I tried to add the regex inside another group and I tried both with and without ?:
(to make it non-capturing), plus a few other tests, I think, but nothing worked.
Then I tested with exitingRegex
only and it worked as expected, matching every exiting
. However, enteringRegex
didn't work. It matched every exiting
and every entering
except for N
.
The only way I managed to make it work was to match with exitingRegex
and then, for the entering
, I had to first use "N-U0 U0-M1\nM1-T9 T9-R10 R10-E19\nE19-L100 L100-B\n".replaceAll(exitingRegex, "",)
and then match with enteringRegex
but without the leading hyphen. This way, I got the exiting
and the entering
separately, which I have to join later by index.
What's going on?
Thanks in advance.
To limit the branches separated by |
, wrap them in a group. This group can be a capturing (()
) or non-capturing group ((?:)
), depending on what you need.
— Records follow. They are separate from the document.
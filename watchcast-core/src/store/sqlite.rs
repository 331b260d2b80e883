use std::collections::{HashMap, HashSet};
use std::path::Path;

use async_trait::async_trait;
use sqlx::sqlite::{SqliteConnectOptions, SqlitePoolOptions};
use sqlx::SqlitePool;

use super::{ChannelStore, StoreListing};
use crate::error::Result;
use crate::model::VideoId;

/// Seen/notified store backed by a per-channel SQLite database opened with
/// WAL journaling so a crash between tick phases cannot tear a write in half.
#[derive(Clone)]
pub struct SqliteStore {
    pool: SqlitePool,
}

impl SqliteStore {
    pub async fn open(db_path: &Path) -> Result<Self> {
        if let Some(parent) = db_path.parent() {
            std::fs::create_dir_all(parent)?;
        }

        let options = SqliteConnectOptions::new()
            .filename(db_path)
            .create_if_missing(true)
            .journal_mode(sqlx::sqlite::SqliteJournalMode::Wal);

        let pool = SqlitePoolOptions::new()
            .max_connections(1)
            .connect_with(options)
            .await?;

        sqlx::query(
            r"
            CREATE TABLE IF NOT EXISTS old_video_ids (
                video_id TEXT PRIMARY KEY
            )
            ",
        )
        .execute(&pool)
        .await?;

        sqlx::query(
            r"
            CREATE TABLE IF NOT EXISTS notified_video_ids (
                video_id TEXT PRIMARY KEY,
                timestamp INTEGER NOT NULL
            )
            ",
        )
        .execute(&pool)
        .await?;

        Ok(Self { pool })
    }
}

#[async_trait]
impl ChannelStore for SqliteStore {
    async fn load_seen(&self) -> Result<HashSet<VideoId>> {
        let rows: Vec<(String,)> = sqlx::query_as("SELECT video_id FROM old_video_ids")
            .fetch_all(&self.pool)
            .await?;
        Ok(rows.into_iter().map(|(id,)| id).collect())
    }

    async fn load_notified(&self) -> Result<HashMap<VideoId, i64>> {
        let rows: Vec<(String, i64)> =
            sqlx::query_as("SELECT video_id, timestamp FROM notified_video_ids")
                .fetch_all(&self.pool)
                .await?;
        Ok(rows.into_iter().collect())
    }

    async fn add_seen(&self, ids: &HashSet<VideoId>) -> Result<()> {
        let mut tx = self.pool.begin().await?;
        for id in ids {
            sqlx::query("INSERT OR IGNORE INTO old_video_ids (video_id) VALUES (?)")
                .bind(id)
                .execute(&mut *tx)
                .await?;
        }
        tx.commit().await?;
        Ok(())
    }

    async fn add_notified(&self, entries: &HashMap<VideoId, i64>) -> Result<()> {
        let mut tx = self.pool.begin().await?;
        for (id, ts) in entries {
            sqlx::query(
                r"
                INSERT INTO notified_video_ids (video_id, timestamp) VALUES (?, ?)
                ON CONFLICT(video_id) DO UPDATE SET timestamp = excluded.timestamp
                ",
            )
            .bind(id)
            .bind(ts)
            .execute(&mut *tx)
            .await?;
        }
        tx.commit().await?;
        Ok(())
    }

    async fn list(&self) -> Result<StoreListing> {
        Ok(StoreListing {
            seen: self.load_seen().await?,
            notified: self.load_notified().await?,
        })
    }
}

#[cfg(test)]
mod tests {
    use super::*;

    async fn temp_store() -> (SqliteStore, tempfile::TempDir) {
        let dir = tempfile::tempdir().unwrap();
        let store = SqliteStore::open(&dir.path().join("channel_1.sqlite3"))
            .await
            .unwrap();
        (store, dir)
    }

    #[tokio::test]
    async fn round_trips_seen_set() {
        let (store, _dir) = temp_store().await;
        let ids: HashSet<VideoId> = ["a", "b"].iter().map(|s| s.to_string()).collect();
        store.add_seen(&ids).await.unwrap();
        let loaded = store.load_seen().await.unwrap();
        assert_eq!(loaded, ids);
    }

    #[tokio::test]
    async fn add_seen_is_idempotent() {
        let (store, _dir) = temp_store().await;
        let ids: HashSet<VideoId> = ["a"].iter().map(|s| s.to_string()).collect();
        store.add_seen(&ids).await.unwrap();
        store.add_seen(&ids).await.unwrap();
        assert_eq!(store.load_seen().await.unwrap().len(), 1);
    }

    #[tokio::test]
    async fn add_notified_upserts_timestamp() {
        let (store, _dir) = temp_store().await;
        let mut entries = HashMap::new();
        entries.insert("a".to_string(), 100);
        store.add_notified(&entries).await.unwrap();
        entries.insert("a".to_string(), 200);
        store.add_notified(&entries).await.unwrap();
        let loaded = store.load_notified().await.unwrap();
        assert_eq!(loaded.get("a"), Some(&200));
    }

    #[tokio::test]
    async fn fresh_channel_loads_empty() {
        let (store, _dir) = temp_store().await;
        assert!(store.load_seen().await.unwrap().is_empty());
        assert!(store.load_notified().await.unwrap().is_empty());
    }

    #[tokio::test]
    async fn list_reflects_seen_and_notified() {
        let (store, _dir) = temp_store().await;
        let ids: HashSet<VideoId> = ["a", "b"].iter().map(|s| s.to_string()).collect();
        store.add_seen(&ids).await.unwrap();
        let mut notified = HashMap::new();
        notified.insert("a".to_string(), 42);
        store.add_notified(&notified).await.unwrap();

        let listing = store.list().await.unwrap();
        assert_eq!(listing.seen, ids);
        assert_eq!(listing.notified.get("a"), Some(&42));
    }
}
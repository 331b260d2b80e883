use thiserror::Error;

#[derive(Error, Debug)]
pub enum Error {
    #[error("invalid channel url: {0}")]
    InvalidUrl(String),

    #[error("unexpected host: {0}")]
    DisallowedHost(String),

    #[error("failed to spawn {0}: {1}")]
    Spawn(&'static str, std::io::Error),

    #[error("metadata fetch for {0} exited with {1}")]
    NonZeroExit(&'static str, std::process::ExitStatus),

    #[error("malformed metadata from {0}: {1}")]
    MetadataParse(&'static str, serde_json::Error),
}

pub type Result<T> = std::result::Result<T, Error>;
use std::time::{SystemTime, UNIX_EPOCH};

/// Sleeps for an exponentially growing, jittered delay for retry attempt
/// `attempt` (1-indexed), bounded by `max_ms`.
pub async fn backoff(attempt: u32, initial_ms: u64, max_ms: u64) {
    let delay = backoff_delay_ms(attempt, initial_ms, max_ms);
    tokio::time::sleep(std::time::Duration::from_millis(delay)).await;
}

fn backoff_delay_ms(attempt: u32, initial_ms: u64, max_ms: u64) -> u64 {
    let base = initial_ms.saturating_mul(1u64 << attempt.min(16).saturating_sub(1));
    let capped = base.min(max_ms);
    let jitter = capped / 4;
    let random_offset = u64::from(
        SystemTime::now()
            .duration_since(UNIX_EPOCH)
            .map(|d| d.subsec_nanos())
            .unwrap_or(0),
    ) % (jitter * 2 + 1);
    (capped.saturating_sub(jitter) + random_offset).min(max_ms)
}

#[cfg(test)]
mod tests {
    use super::*;

    #[test]
    fn delay_never_exceeds_max() {
        for attempt in 1..20 {
            let delay = backoff_delay_ms(attempt, 1000, 30_000);
            assert!(delay <= 30_000);
        }
    }

    #[test]
    fn delay_grows_with_attempt_before_capping() {
        let first = backoff_delay_ms(1, 1000, 30_000);
        let third = backoff_delay_ms(3, 1000, 30_000);
        assert!(third >= first);
    }
}
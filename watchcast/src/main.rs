mod cli;
mod monitor;

use std::path::Path;
use std::sync::Arc;
use std::time::Duration;

use anyhow::{anyhow, Context, Result};
use clap::Parser;
use tokio::sync::watch;
use tracing::{error, info};

use watchcast_core::config::AppConfig;
use watchcast_core::model::{ChannelRef, PipelineJob};
use watchcast_core::store::{ChannelStore, MemoryStore, SqliteStore};
use watchcast_core::{channels, logging};
use watchcast_discovery::{ChannelProbe, FanOutScheduler, VideoMetadataResolver};
use watchcast_ingest::{IngestQueue, IngestStatusClient};
use watchcast_pipeline::PipelineSupervisor;

use cli::Cli;
use monitor::MonitorService;

#[tokio::main]
async fn main() -> Result<()> {
    let cli = Cli::parse();

    let config = AppConfig::load(cli.config.as_deref())
        .map_err(|e| anyhow!("failed to load configuration: {e}"))?;
    if let Err(errors) = config.validate() {
        for err in &errors {
            eprintln!("configuration error: {err}");
        }
        std::process::exit(1);
    }

    let _log_guard = logging::init_logging(&config.logging)?;
    info!(?config, "starting watchcast");

    let (cancel_tx, cancel_rx) = watch::channel(false);
    tokio::spawn(wait_for_shutdown(cancel_tx));

    if let Some(list_arg) = &cli.list {
        return run_list(&config, list_arg).await;
    }

    if let Some(video_url) = &cli.execute_url {
        return run_execute_url(&config, video_url, &cli).await;
    }

    let (channel, persistent) = if let Some(id) = cli.channel_id {
        let channels = channels::load_channels(Path::new(&config.channels_file))
            .context("loading channels file")?;
        let channel = channels
            .into_iter()
            .find(|c| c.id == id)
            .ok_or_else(|| anyhow!("channel id {id} not found in {}", config.channels_file))?;
        (channel, true)
    } else if let Some(urls) = &cli.manual_channels {
        (
            ChannelRef {
                id: 0,
                urls: urls.clone(),
            },
            false,
        )
    } else {
        unreachable!("clap ArgGroup guarantees exactly one mode is set")
    };

    run_monitor(&config, channel, persistent, cli.debug, cancel_rx).await
}

async fn run_monitor(
    config: &AppConfig,
    channel: ChannelRef,
    persistent: bool,
    debug: bool,
    cancel: watch::Receiver<bool>,
) -> Result<()> {
    let store: Arc<dyn ChannelStore> = if persistent {
        let db_path = Path::new(&config.store_dir).join(format!("channel_{}.sqlite3", channel.id));
        Arc::new(SqliteStore::open(&db_path).await.context("opening channel store")?)
    } else {
        Arc::new(MemoryStore::new())
    };

    let probe = Arc::new(ChannelProbe::new(
        config.discovery.binary.clone(),
        config.allowed_hosts.clone(),
    ));
    let scheduler = Arc::new(FanOutScheduler::new(
        probe,
        config.probe_chunk_size,
        config.probe_concurrency,
    ));
    let resolver = Arc::new(VideoMetadataResolver::new(config.discovery.binary.clone()));

    let credential_dir = Path::new(&config.credential_storage_dir);
    let status = Arc::new(
        IngestStatusClient::new(
            config.ingest_api_base.clone(),
            config.ingest_username.clone(),
            config.ingest_password.clone(),
            channel.id,
            credential_dir,
            config.ingest_status_fail_open,
        )
        .context("initializing ingest status client")?,
    );
    let supervisor = Arc::new(PipelineSupervisor::new(
        config.extractor.binary.clone(),
        config.remuxer.binary.clone(),
        config.max_retries,
        Duration::from_secs(config.subprocess_shutdown_grace_sec),
    ));
    let queue = Arc::new(IngestQueue::new(status, supervisor, cancel.clone()));

    let mut service = MonitorService::new(
        channel,
        store,
        scheduler,
        resolver,
        queue,
        Duration::from_secs(config.poll_interval_sec),
        config.rtmp_path.clone(),
        debug,
    );

    service.run(cancel).await;
    Ok(())
}

async fn run_execute_url(config: &AppConfig, video_url: &str, cli: &Cli) -> Result<()> {
    let rtmp_url = cli.rtmp_details.clone().unwrap_or_else(|| config.rtmp_path.clone());
    let supervisor = PipelineSupervisor::new(
        config.extractor.binary.clone(),
        config.remuxer.binary.clone(),
        config.max_retries,
        Duration::from_secs(config.subprocess_shutdown_grace_sec),
    );
    let (_tx, rx) = watch::channel(false);
    let job = PipelineJob {
        video_url: video_url.to_string(),
        rtmp_url,
    };
    let outcome = supervisor.run(&job, rx).await?;
    if outcome.success() {
        info!(?outcome, "one-shot capture finished");
        Ok(())
    } else {
        error!(?outcome, "one-shot capture failed");
        std::process::exit(1);
    }
}

async fn run_list(config: &AppConfig, which: &str) -> Result<()> {
    let channels = channels::load_channels(Path::new(&config.channels_file))
        .context("loading channels file")?;

    let targets: Vec<_> = if which == "all" {
        channels
    } else {
        let id: i64 = which.parse().context("`--list` expects \"all\" or a channel id")?;
        channels.into_iter().filter(|c| c.id == id).collect()
    };

    for channel in targets {
        let db_path = Path::new(&config.store_dir).join(format!("channel_{}.sqlite3", channel.id));
        let store = SqliteStore::open(&db_path).await.context("opening channel store")?;
        let listing = store.list().await?;
        println!(
            "channel {}: {} seen, {} notified",
            channel.id,
            listing.seen.len(),
            listing.notified.len()
        );
        for (video_id, ts) in &listing.notified {
            println!("  {video_id} @ {ts}");
        }
    }

    Ok(())
}

async fn wait_for_shutdown(cancel_tx: watch::Sender<bool>) {
    let ctrl_c = async {
        match tokio::signal::ctrl_c().await {
            Ok(()) => info!("received Ctrl+C"),
            Err(e) => error!("failed to install Ctrl+C handler: {e}"),
        }
    };

    #[cfg(unix)]
    let terminate = async {
        match tokio::signal::unix::signal(tokio::signal::unix::SignalKind::terminate()) {
            Ok(mut signal) => {
                signal.recv().await;
                info!("received SIGTERM");
            }
            Err(e) => error!("failed to install SIGTERM handler: {e}"),
        }
    };

    #[cfg(not(unix))]
    let terminate = std::future::pending::<()>();

    tokio::select! {
        _ = ctrl_c => {},
        _ = terminate => {},
    }

    let _ = cancel_tx.send(true);
}
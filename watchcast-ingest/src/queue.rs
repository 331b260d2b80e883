use std::sync::atomic::{AtomicBool, Ordering};
use std::sync::{Arc, Mutex as StdMutex};
use std::time::Duration;

use tokio::sync::{mpsc, watch};
use tokio::task::JoinHandle;

use watchcast_core::model::{PipelineJob, PipelineOutcome};
use watchcast_pipeline::PipelineSupervisor;

use crate::status_client::IngestStatusClient;

const BUSY_RECHECK_SECS: u64 = 30;

/// Single-consumer FIFO of pending pipeline jobs. At most one drain task runs
/// at a time per queue, guarded by `drain_running` rather than by convention:
/// a burst of concurrent `add` calls around drain-exit cannot spawn two
/// drains, since only the caller that wins the compare-exchange spawns one.
pub struct IngestQueue {
    sender: mpsc::UnboundedSender<PipelineJob>,
    receiver: Arc<tokio::sync::Mutex<mpsc::UnboundedReceiver<PipelineJob>>>,
    drain_running: Arc<AtomicBool>,
    drain_handle: Arc<StdMutex<Option<JoinHandle<()>>>>,
    status: Arc<IngestStatusClient>,
    supervisor: Arc<PipelineSupervisor>,
    cancel: watch::Receiver<bool>,
}

impl IngestQueue {
    #[must_use]
    pub fn new(
        status: Arc<IngestStatusClient>,
        supervisor: Arc<PipelineSupervisor>,
        cancel: watch::Receiver<bool>,
    ) -> Self {
        let (sender, receiver) = mpsc::unbounded_channel();
        Self {
            sender,
            receiver: Arc::new(tokio::sync::Mutex::new(receiver)),
            drain_running: Arc::new(AtomicBool::new(false)),
            drain_handle: Arc::new(StdMutex::new(None)),
            status,
            supervisor,
            cancel,
        }
    }

    /// Appends a job and starts the drain task if one is not already running.
    pub fn add(&self, job: PipelineJob) {
        let _ = self.sender.send(job);
        self.maybe_spawn_drain();
    }

    /// Waits for the current drain task, if any, to finish its in-flight job
    /// and go idle. Call after signaling cancellation so callers don't return
    /// (and let the runtime drop) while a pipeline's grace-period shutdown is
    /// still in progress.
    pub async fn join(&self) {
        let handle = self.drain_handle.lock().unwrap().take();
        if let Some(handle) = handle {
            let _ = handle.await;
        }
    }

    fn maybe_spawn_drain(&self) {
        if self
            .drain_running
            .compare_exchange(false, true, Ordering::AcqRel, Ordering::Acquire)
            .is_err()
        {
            return;
        }

        let receiver = self.receiver.clone();
        let drain_running = self.drain_running.clone();
        let status = self.status.clone();
        let supervisor = self.supervisor.clone();
        let cancel = self.cancel.clone();

        let handle = tokio::spawn(async move {
            drain(receiver, drain_running, status, supervisor, cancel).await;
        });
        *self.drain_handle.lock().unwrap() = Some(handle);
    }
}

async fn drain(
    receiver: Arc<tokio::sync::Mutex<mpsc::UnboundedReceiver<PipelineJob>>>,
    drain_running: Arc<AtomicBool>,
    status: Arc<IngestStatusClient>,
    supervisor: Arc<PipelineSupervisor>,
    cancel: watch::Receiver<bool>,
) {
    loop {
        if status.is_ingesting().await {
            tokio::time::sleep(Duration::from_secs(BUSY_RECHECK_SECS)).await;
            continue;
        }

        let job = {
            let mut receiver = receiver.lock().await;
            receiver.try_recv().ok()
        };

        let job = match job {
            Some(job) => job,
            None => {
                // Flip the flag first so a racing `add()` is free to spawn a
                // fresh drain, then re-check the channel once more: a job
                // that lands in the window between our `try_recv` above and
                // this store would otherwise sit unclaimed, since that
                // `add()`'s compare-exchange would have seen the flag still
                // `true` and assumed we'd pick it up.
                drain_running.store(false, Ordering::Release);
                match receiver.lock().await.try_recv().ok() {
                    None => return,
                    Some(job) => {
                        // Try to reclaim ownership. If a concurrent `add()`
                        // already won it, that task's drain loop is now
                        // live; we just finish this one job under our own
                        // steam and stop, without touching the flag again.
                        let reclaimed = drain_running
                            .compare_exchange(false, true, Ordering::AcqRel, Ordering::Acquire)
                            .is_ok();
                        process_job(&supervisor, &job, cancel.clone()).await;
                        if !reclaimed {
                            return;
                        }
                        continue;
                    }
                }
            }
        };

        process_job(&supervisor, &job, cancel.clone()).await;
    }
}

async fn process_job(supervisor: &PipelineSupervisor, job: &PipelineJob, cancel: watch::Receiver<bool>) {
    match run_job(supervisor, job, cancel).await {
        Ok(outcome) if outcome.success() => {
            tracing::info!(video_url = %job.video_url, "pipeline job succeeded");
        }
        Ok(outcome) => {
            tracing::warn!(video_url = %job.video_url, ?outcome, "pipeline job failed after retries");
        }
        Err(err) => {
            tracing::warn!(video_url = %job.video_url, error = %err, "pipeline job errored");
            tokio::time::sleep(Duration::from_secs(BUSY_RECHECK_SECS)).await;
        }
    }
}

async fn run_job(
    supervisor: &PipelineSupervisor,
    job: &PipelineJob,
    cancel: watch::Receiver<bool>,
) -> watchcast_pipeline::Result<PipelineOutcome> {
    supervisor.run(job, cancel).await
}

#[cfg(test)]
mod tests {
    use super::*;
    use std::time::Duration as StdDuration;

    fn test_job() -> PipelineJob {
        PipelineJob {
            video_url: "https://www.youtube.com/watch?v=abc".to_string(),
            rtmp_url: "/live/test".to_string(),
        }
    }

    fn test_queue() -> IngestQueue {
        let dir = tempfile::tempdir().unwrap();
        let status = Arc::new(
            IngestStatusClient::new(
                "http://localhost:1".to_string(),
                "u".to_string(),
                "p".to_string(),
                1,
                dir.path(),
                true,
            )
            .unwrap(),
        );
        let supervisor = Arc::new(PipelineSupervisor::new(
            "definitely-not-real".to_string(),
            "also-not-real".to_string(),
            0,
            StdDuration::from_secs(1),
        ));
        let (_tx, rx) = watch::channel(false);
        IngestQueue::new(status, supervisor, rx)
    }

    #[tokio::test]
    async fn empty_queue_never_spawns_a_drain() {
        let queue = test_queue();
        assert!(!queue.drain_running.load(Ordering::Acquire));
        let _ = test_job();
    }

    #[tokio::test]
    async fn join_on_an_idle_queue_returns_immediately() {
        let queue = test_queue();
        queue.join().await;
    }

    #[tokio::test(start_paused = true)]
    async fn add_spawns_a_drain_and_join_waits_for_it() {
        let queue = test_queue();
        queue.add(test_job());
        assert!(queue.drain_running.load(Ordering::Acquire));
        queue.join().await;
        assert!(!queue.drain_running.load(Ordering::Acquire));
    }
}
use config::{Config as ConfigBuilder, ConfigError, Environment, File};
use serde::{Deserialize, Serialize};
use std::path::Path;

/// Application configuration, composed lowest-to-highest priority from compiled
/// defaults, an optional YAML file, then `WATCHCAST_`-prefixed environment variables.
#[derive(Clone, Serialize, Deserialize)]
#[serde(default)]
pub struct AppConfig {
    pub poll_interval_sec: u64,
    pub probe_concurrency: usize,
    pub probe_chunk_size: usize,
    pub max_retries: u32,
    pub store_dir: String,
    pub channels_file: String,
    pub credential_storage_dir: String,
    pub ingest_api_base: String,
    pub ingest_username: String,
    pub ingest_password: String,
    pub rtmp_path: String,
    pub subprocess_shutdown_grace_sec: u64,
    /// When true (default), a failed ingest-status check is treated as "not busy".
    /// Set false to fail closed (assume busy) on status-endpoint errors.
    pub ingest_status_fail_open: bool,
    pub logging: LoggingConfig,
    pub extractor: ExternalBinaryConfig,
    pub remuxer: ExternalBinaryConfig,
    /// Tool used for channel listing and per-video metadata ("`yt-dlp`" by default).
    pub discovery: ExternalBinaryConfig,
    /// Allowed channel URL hosts; discovery rejects any other host.
    pub allowed_hosts: Vec<String>,
}

impl std::fmt::Debug for AppConfig {
    fn fmt(&self, f: &mut std::fmt::Formatter<'_>) -> std::fmt::Result {
        f.debug_struct("AppConfig")
            .field("poll_interval_sec", &self.poll_interval_sec)
            .field("probe_concurrency", &self.probe_concurrency)
            .field("probe_chunk_size", &self.probe_chunk_size)
            .field("max_retries", &self.max_retries)
            .field("store_dir", &self.store_dir)
            .field("channels_file", &self.channels_file)
            .field("credential_storage_dir", &self.credential_storage_dir)
            .field("ingest_api_base", &self.ingest_api_base)
            .field("ingest_username", &self.ingest_username)
            .field("ingest_password", &"<redacted>")
            .field("rtmp_path", &self.rtmp_path)
            .field(
                "subprocess_shutdown_grace_sec",
                &self.subprocess_shutdown_grace_sec,
            )
            .field("ingest_status_fail_open", &self.ingest_status_fail_open)
            .field("logging", &self.logging)
            .field("extractor", &self.extractor)
            .field("remuxer", &self.remuxer)
            .field("discovery", &self.discovery)
            .field("allowed_hosts", &self.allowed_hosts)
            .finish()
    }
}

impl Default for AppConfig {
    fn default() -> Self {
        Self {
            poll_interval_sec: 300,
            probe_concurrency: 5,
            probe_chunk_size: 3,
            max_retries: 3,
            store_dir: "./data".to_string(),
            channels_file: "./channels.json".to_string(),
            credential_storage_dir: "./credentials".to_string(),
            ingest_api_base: String::new(),
            ingest_username: String::new(),
            ingest_password: String::new(),
            rtmp_path: "/live/test".to_string(),
            subprocess_shutdown_grace_sec: 5,
            ingest_status_fail_open: true,
            logging: LoggingConfig::default(),
            extractor: ExternalBinaryConfig {
                binary: "extractor".to_string(),
            },
            remuxer: ExternalBinaryConfig {
                binary: "remuxer".to_string(),
            },
            discovery: ExternalBinaryConfig {
                binary: "yt-dlp".to_string(),
            },
            allowed_hosts: vec![
                "www.youtube.com".to_string(),
                "youtube.com".to_string(),
                "youtu.be".to_string(),
            ],
        }
    }
}

#[derive(Debug, Clone, Serialize, Deserialize)]
#[serde(default)]
pub struct LoggingConfig {
    pub level: String,
    pub format: String, // "json" or "pretty"
    pub file_path: Option<String>,
}

impl Default for LoggingConfig {
    fn default() -> Self {
        Self {
            level: "info".to_string(),
            format: "pretty".to_string(),
            file_path: None,
        }
    }
}

#[derive(Debug, Clone, Serialize, Deserialize)]
#[serde(default)]
pub struct ExternalBinaryConfig {
    pub binary: String,
}

impl Default for ExternalBinaryConfig {
    fn default() -> Self {
        Self {
            binary: String::new(),
        }
    }
}

impl AppConfig {
    /// Load configuration from multiple sources with priority:
    /// 1. Environment variables (highest priority)
    /// 2. Config file (if provided)
    /// 3. Defaults (lowest priority)
    pub fn load(config_file: Option<&str>) -> Result<Self, ConfigError> {
        let mut builder = ConfigBuilder::builder();

        if let Some(path) = config_file {
            if Path::new(path).exists() {
                builder = builder.add_source(File::new(path, config::FileFormat::Yaml));
            }
        }

        builder = builder.add_source(
            Environment::with_prefix("WATCHCAST")
                .separator("_")
                .try_parsing(true),
        );

        let config = builder.build()?;
        config.try_deserialize()
    }

    pub fn from_env() -> Result<Self, ConfigError> {
        Self::load(None)
    }

    pub fn from_file(path: &str) -> Result<Self, ConfigError> {
        Self::load(Some(path))
    }

    /// Validate configuration at startup (fail fast on misconfigurations).
    pub fn validate(&self) -> Result<(), Vec<String>> {
        let mut errors = Vec::new();

        if self.poll_interval_sec == 0 {
            errors.push("poll_interval_sec must be > 0".to_string());
        }
        if self.probe_chunk_size == 0 {
            errors.push("probe_chunk_size must be > 0".to_string());
        }
        if self.probe_concurrency == 0 {
            errors.push("probe_concurrency must be > 0".to_string());
        }
        if self.store_dir.is_empty() {
            errors.push("store_dir must not be empty".to_string());
        }
        if self.extractor.binary.is_empty() {
            errors.push("extractor.binary must not be empty".to_string());
        }
        if self.remuxer.binary.is_empty() {
            errors.push("remuxer.binary must not be empty".to_string());
        }

        if errors.is_empty() {
            Ok(())
        } else {
            Err(errors)
        }
    }
}

#[cfg(test)]
mod tests {
    use super::*;

    #[test]
    fn defaults_validate_cleanly() {
        let cfg = AppConfig::default();
        assert!(cfg.validate().is_ok());
    }

    #[test]
    fn zero_poll_interval_is_rejected() {
        let mut cfg = AppConfig::default();
        cfg.poll_interval_sec = 0;
        let errors = cfg.validate().unwrap_err();
        assert!(errors.iter().any(|e| e.contains("poll_interval_sec")));
    }

    #[test]
    fn debug_output_redacts_password() {
        let mut cfg = AppConfig::default();
        cfg.ingest_password = "hunter2".to_string();
        let rendered = format!("{cfg:?}");
        assert!(!rendered.contains("hunter2"));
        assert!(rendered.contains("<redacted>"));
    }
}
That said, your regex should look like this:
(?:
(?<exitingN>N)
|
((?<exitingF>[UMTREL])(?<exitingNumber>[0-9]+))
)
-
(?:
(?<enteringB>B)
|
((?<enteringF>[UMTREL])(?<enteringNumber>[0-9]+))
)
For an input of U0-M1
, this regex matches and returns the following groups:
U0-M1
U0
exitingF
: U
exitingNumber
: 0
Do note that I removed those unnecessary {1}
because an expression always match 1 instance of itself by default.
Try it on regex101.com.